The influences of Hepatitis B virus (HBV) and Hepatitis D virus (HDV) sequence variations on HDV assembly, molecular epidemiology and clinical courses of patients with Chronic Hepatitis D (CHD)

• Main Authors: Hsuan-Hui Shih, 施宣輝
• Other Authors: Jaw-Ching Wu
• Format: Others
• Language: en_US
• Published: 2010
• Online Access: http://ndltd.ncl.edu.tw/handle/57666561049103630232

博士 === 國立陽明大學 === 臨床醫學研究所 === 98 === Hepatitis D virus (HDV) is a small defective RNA virus. Various domains of hepatitis B surface antigen (HBsAg) are essential for the assembly and secretion of HDV. The assembly efficiency of genotype 1 HDV is higher than that of genotype 2. This study aimed to investigate the influences of the levels and sequences of HBsAg of naturally-occurring HBV variants on the assembly and secretion of HDV. Six hepatitis B virus (HBV)-producing plasmids (3 genotype B and 3 genotype C) and 6 HBsAg-expression plasmids that expressed various HBsAg levels were constructed from sera of HDV-infected patients. These plasmids were cotransfected with 6 expression plasmids of HDV of genotypes 1, 2 or 4 into Huh-7 hepatoma cell line. Serum HBsAg and HBV DNA levels were correlated with HDV RNA levels and outcomes of chronic hepatitis D (CHD) patients. The secretion of genotype 1, 2 or 4 HDV generally correlated with HBsAg levels, but not with HBV genotypes or HBV DNA levels. Swapping and residue mutagenesis experiments of HBsAg-coding sequences revealed that the residue Pro-62 in the cytosolic domain-I affects the assembly and secretion of genotype 2 and 4 HDV, not those of genotype 1. The HDV package signal at the 19 C-terminal aa sequences of the HDAg-L is markedly divergent (73.7%) between genotype 1 and 2, while genotype 4 is more close to genotype 2 in this domain (78.9% homology).
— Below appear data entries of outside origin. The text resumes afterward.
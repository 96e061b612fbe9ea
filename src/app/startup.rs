//! Binary entry point
//!
//! Wires an in-process broker, a worker pool and a publisher together,
//! publishes the requested number of messages and shuts the pool down
//! either straight away (`--drain`) or on the first interrupt.

use crate::app::cli::args::Args;
use crate::app::cli::config::{PoolSettings, RunSettings};
use crate::app::error::AppError;
use crate::broker::InProcessBroker;
use crate::core::error_handling::log_error_with_context;
use crate::core::logging::init_logging;
use crate::core::shutdown::ShutdownCoordinator;
use crate::pool::WorkerPool;
use crate::publisher::Publisher;
use clap::Parser;
use std::io::IsTerminal;
use std::sync::atomic::{AtomicU64, Ordering};
use std::sync::Arc;
use std::time::Duration;

/// What a run accomplished
#[derive(Debug, Clone, Copy, PartialEq, Eq)]
pub struct RunSummary {
    pub published: usize,
    pub handled: u64,
}

/// Parse the command line, run, and return the process exit code
pub async fn startup() -> i32 {
    let args = Args::parse();

    let file_settings = match PoolSettings::load(args.config_file.as_deref()).await {
        Ok(settings) => settings,
        Err(error) => {
            // Logging is not up yet
            eprintln!("Error: {}", error);
            return 1;
        }
    };
    let settings = RunSettings::resolve(&args, file_settings);

    let use_color = settings
        .color
        .unwrap_or_else(|| std::io::stderr().is_terminal());
    let log_file = settings
        .log_file
        .as_ref()
        .map(|path| path.to_string_lossy().into_owned());
    if let Err(error) = init_logging(
        settings.log_level.as_deref(),
        settings.log_format,
        log_file.as_deref(),
        use_color,
    ) {
        eprintln!(
            "Error: {}",
            AppError::Logging {
                message: error.to_string()
            }
        );
        return 1;
    }

    let coordinator = ShutdownCoordinator::new();
    coordinator.install_signal_handlers();

    match run(&settings, &coordinator).await {
        Ok(summary) => {
            println!(
                "published {} messages, handled {}",
                summary.published, summary.handled
            );
            0
        }
        Err(error) => {
            log_error_with_context(&error, "Running worker pool");
            1
        }
    }
}

/// Run one publish/consume cycle with the given settings
pub async fn run(
    settings: &RunSettings,
    coordinator: &ShutdownCoordinator,
) -> Result<RunSummary, AppError> {
    let broker = InProcessBroker::new(settings.broker_name()?);

    let handled = Arc::new(AtomicU64::new(0));
    let counter = Arc::clone(&handled);
    let delay = settings.handler_delay_ms.map(Duration::from_millis);
    let options = settings.pool_options().with_async_handler(move |message| {
        let counter = Arc::clone(&counter);
        async move {
            if let Some(delay) = delay {
                tokio::time::sleep(delay).await;
            }
            log::debug!(
                "handled #{} on '{}': {}",
                message.header.sequence,
                message.subject,
                message.payload_str()
            );
            counter.fetch_add(1, Ordering::AcqRel);
        }
    });

    let pool = WorkerPool::connect(&broker, &settings.url, &settings.subject, options).await?;
    pool.run().await?;
    log::info!(
        "worker pool on '{}' running with {} workers",
        pool.subject(),
        pool.pool_size()
    );

    let publisher =
        Publisher::connect(&broker, &settings.url, settings.connect_options("publisher")).await?;

    let mut published = 0;
    for index in 0..settings.messages {
        if coordinator.is_shutdown_requested() {
            break;
        }
        let payload = format!("message {}", index + 1);
        publisher
            .publish(&settings.subject, payload.into_bytes())
            .await?;
        published += 1;
    }
    log::info!("published {} messages to '{}'", published, settings.subject);

    if !settings.drain && !coordinator.is_shutdown_requested() {
        log::info!("waiting for interrupt; press Ctrl-C to stop");
        coordinator.wait().await;
    }

    let stopped = pool.stop().await;
    publisher.close().await?;
    stopped?;

    Ok(RunSummary {
        published,
        handled: handled.load(Ordering::Acquire),
    })
}
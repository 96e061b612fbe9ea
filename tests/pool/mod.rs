mod app_run;
mod scenarios;
//! Error reporting shared by every module's error type

/// Errors that know whether their message is fit to show a user
///
/// When `is_user_actionable()` is true, `user_message()` should return the
/// message to show. Otherwise it returns `None` and callers fall back to a
/// generic description of the failed operation.
pub trait ContextualError: std::error::Error {
    /// Invalid options, malformed subjects and bad config files are
    /// user-actionable; lock poisoning and lost connections are not
    fn is_user_actionable(&self) -> bool;

    fn user_message(&self) -> Option<&str>;
}

/// Log an error at the level of detail its kind deserves
///
/// User-actionable errors show their own message; system errors show the
/// operation that failed. Full detail always goes to the debug log.
///
/// # Examples
/// ```rust
/// use subpool::core::error_handling::log_error_with_context;
/// use subpool::pool::PoolError;
///
/// let error = PoolError::InvalidOptions {
///     message: "pool size must be at least 1".to_string(),
/// };
/// log_error_with_context(&error, "Starting worker pool");
/// // Logs: "FATAL: pool size must be at least 1"
/// ```
pub fn log_error_with_context<E: ContextualError + std::fmt::Debug>(
    error: &E,
    operation_context: &str,
) {
    match error.user_message() {
        Some(user_msg) if error.is_user_actionable() => log::error!("FATAL: {}", user_msg),
        _ => log::error!("FATAL: {}", operation_context),
    }
    log::debug!("DETAIL: {}", error);
    log::debug!("DEBUG_DETAILS: {:?}", error);
}
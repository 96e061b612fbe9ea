//! Broker message types
//!
//! A [`BrokerMessage`] is what a subscription hands to the worker pool. The
//! pool never looks inside the payload; it only moves the message from the
//! queue to the handler.

use std::borrow::Cow;
use std::collections::BTreeMap;
use std::time::SystemTime;

/// Delivery metadata stamped on a message as it enters a subscription queue
#[derive(Debug, Clone, PartialEq, Eq)]
pub struct MessageHeader {
    /// Per-subscription delivery sequence, starting at 1 (0 until enqueued)
    pub sequence: u64,
    /// Time the message entered the subscription queue
    pub received_at: SystemTime,
}

/// A message delivered by the broker on a subject
///
/// # Example
///
/// ```rust
/// use subpool::queue::BrokerMessage;
///
/// let message = BrokerMessage::new("orders.created", b"{\"id\":7}".to_vec())
///     .with_reply("orders.ack")
///     .with_metadata("trace-id", "abc123");
///
/// assert_eq!(message.subject, "orders.created");
/// assert_eq!(message.metadata.get("trace-id").map(String::as_str), Some("abc123"));
/// ```
#[derive(Debug, Clone, PartialEq, Eq)]
pub struct BrokerMessage {
    pub subject: String,
    pub reply: Option<String>,
    pub metadata: BTreeMap<String, String>,
    pub payload: Vec<u8>,
    pub header: MessageHeader,
}

impl BrokerMessage {
    pub fn new(subject: impl Into<String>, payload: impl Into<Vec<u8>>) -> Self {
        Self {
            subject: subject.into(),
            reply: None,
            metadata: BTreeMap::new(),
            payload: payload.into(),
            header: MessageHeader {
                sequence: 0, // Assigned by the subscription queue
                received_at: SystemTime::now(),
            },
        }
    }

    pub fn with_reply(mut self, reply: impl Into<String>) -> Self {
        self.reply = Some(reply.into());
        self
    }

    pub fn with_metadata(mut self, key: impl Into<String>, value: impl Into<String>) -> Self {
        self.metadata.insert(key.into(), value.into());
        self
    }

    /// Payload as text, replacing invalid UTF-8 sequences
    pub fn payload_str(&self) -> Cow<'_, str> {
        String::from_utf8_lossy(&self.payload)
    }

    pub fn len(&self) -> usize {
        self.payload.len()
    }

    pub fn is_empty(&self) -> bool {
        self.payload.is_empty()
    }
}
HDAg-L plasmids (wild-type or proline substituted mutants) of three different genotypes (genotypes 1, 2 and 4) were cotransfected with HBsAg plasmids with Pro-62 or Leu-62 into Huh-7 hepatoma cell line. The experiment obvious revealed that both Pro-205 of the HDAg-L and Pro-62 of the major HBsAg play a critical role in the assembly of HDV. The presence of Pro-205 in genotype 1 HDV isolates may account for its higher assembly efficiencies and wider global distribution. The pre-S2 N-terminal deletion HBV mutant adversely affects secretion of the three HDV genotypes. In patients, serum HDV RNA levels correlated with HBsAg levels, but not with HBV DNA levels. Viremia of HDV or HBV correlated with poor outcomes. In conclusion, the assembly and secretion of HDV were influenced by the amounts and sequences of HBsAg. For an effective treatment of CHD, reduction of HBsAg production in addition to the suppression of HBV and HDV replication might be crucial.